(RECORD EXCERPTS)

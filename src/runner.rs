//! Drives an [`InputStateMachine`] from a reader and writes reports as they
//! are produced.

use crate::error::SimulationError;
use crate::interpreter::{InputStateMachine, InterpreterConfig};
use crate::robot::RobotReport;
use serde::{Deserialize, Serialize};
use std::io::{BufRead, Write};
use tracing::debug;

/// How each [`RobotReport`] is written.
#[derive(Clone, Copy, Debug, Default, PartialEq, Eq, Serialize, Deserialize)]
pub enum OutputFormat {
    /// `"<x> <y> <O>[ LOST]"`, one per line.
    #[default]
    Text,
    /// One JSON object per line.
    Json,
}

/// Totals for a completed run.
#[derive(Clone, Copy, Debug, Default, PartialEq, Eq, Serialize, Deserialize)]
pub struct RunSummary {
    pub robots: usize,
    pub lost: usize,
    pub scents: usize,
}

/// Feeds every line of `input` through a fresh state machine.
///
/// Reports are written and flushed one at a time, so output produced before an
/// error stays in `output`.
///
/// # Errors
///
/// The first malformed line, or any failure reading `input` or writing
/// `output`.
pub fn run<R: BufRead, W: Write>(
    input: R,
    mut output: W,
    config: InterpreterConfig,
    format: OutputFormat,
) -> Result<RunSummary, SimulationError> {
    let mut machine = InputStateMachine::new(config);
    let mut summary = RunSummary::default();

    for line in input.lines() {
        let line = line?;
        let Some(report) = machine.feed_line(&line)? else {
            continue;
        };
        summary.robots += 1;
        if report.lost {
            summary.lost += 1;
        }
        write_report(&mut output, &report, format)?;
        output.flush()?;
    }

    summary.scents = machine.scents().map_or(0, |scents| scents.len());
    debug!(?summary, "input exhausted");
    Ok(summary)
}

fn write_report<W: Write>(
    output: &mut W,
    report: &RobotReport,
    format: OutputFormat,
) -> std::io::Result<()> {
    match format {
        OutputFormat::Text => writeln!(output, "{report}"),
        OutputFormat::Json => {
            serde_json::to_writer(&mut *output, report)?;
            writeln!(output)
        }
    }
}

(End RECORD EXCERPTS)

= EXERCISE GOAL =
Line by line, reproduce the records above exactly.

= REPLY =
filename src/runner.rs
//! Drives an [`InputStateMachine`] from a reader and writes reports as they
//! are produced.

use crate::error::SimulationError;
use crate::interpreter::{InputStateMachine, InterpreterConfig};
use crate::robot::RobotReport;
use serde::{Deserialize, Serialize};
use std::io::{BufRead, Write};
use tracing::debug;

/// How each [`RobotReport`] is written.
#[derive(Clone, Copy, Debug, Default, PartialEq, Eq, Serialize, Deserialize)]
pub enum OutputFormat {
    /// `"<x> <y> <O>[ LOST]"`, one per line.
    #[default]
    Text,
    /// One JSON object per line.
    Json,
}

/// Totals for a completed run.
#[derive(Clone, Copy, Debug, Default, PartialEq, Eq, Serialize, Deserialize)]
pub struct RunSummary {
    pub robots: usize,
    pub lost: usize,
    pub scents: usize,
}

/// Feeds every line of `input` through a fresh state machine.
///
/// Reports are written and flushed one at a time, so output produced before an
/// error stays in `output`.
///
/// # Errors
///
/// The first malformed line, or any failure reading `input` or writing
/// `output`.
pub fn run<R: BufRead, W: Write>(
    input: R,
    mut output: W,
    config: InterpreterConfig,
    format: OutputFormat,
) -> Result<RunSummary, SimulationError> {
    let mut machine = InputStateMachine::new(config);
    let mut summary = RunSummary::default();

    for line in input.lines() {
        let line = line?;
        let Some(report) = machine.feed_line(&line)? else {
            continue;
        };
        summary.robots += 1;
        if report.lost {
            summary.lost += 1;
        }
        write_report(&mut output, &report, format)?;
        output.flush()?;
    }

    summary.scents = machine.scents().map_or(0, |scents| scents.len());
    debug!(?summary, "input exhausted");
    Ok(summary)
}

fn write_report<W: Write>(
    output: &mut W,
    report: &RobotReport,
    format: OutputFormat,
) -> std::io::Result<()> {
    match format {
        OutputFormat::Text => writeln!(output, "{report}"),
        OutputFormat::Json => {
            serde_json::to_writer(&mut *output, report)?;
            writeln!(output)
        }
    }
}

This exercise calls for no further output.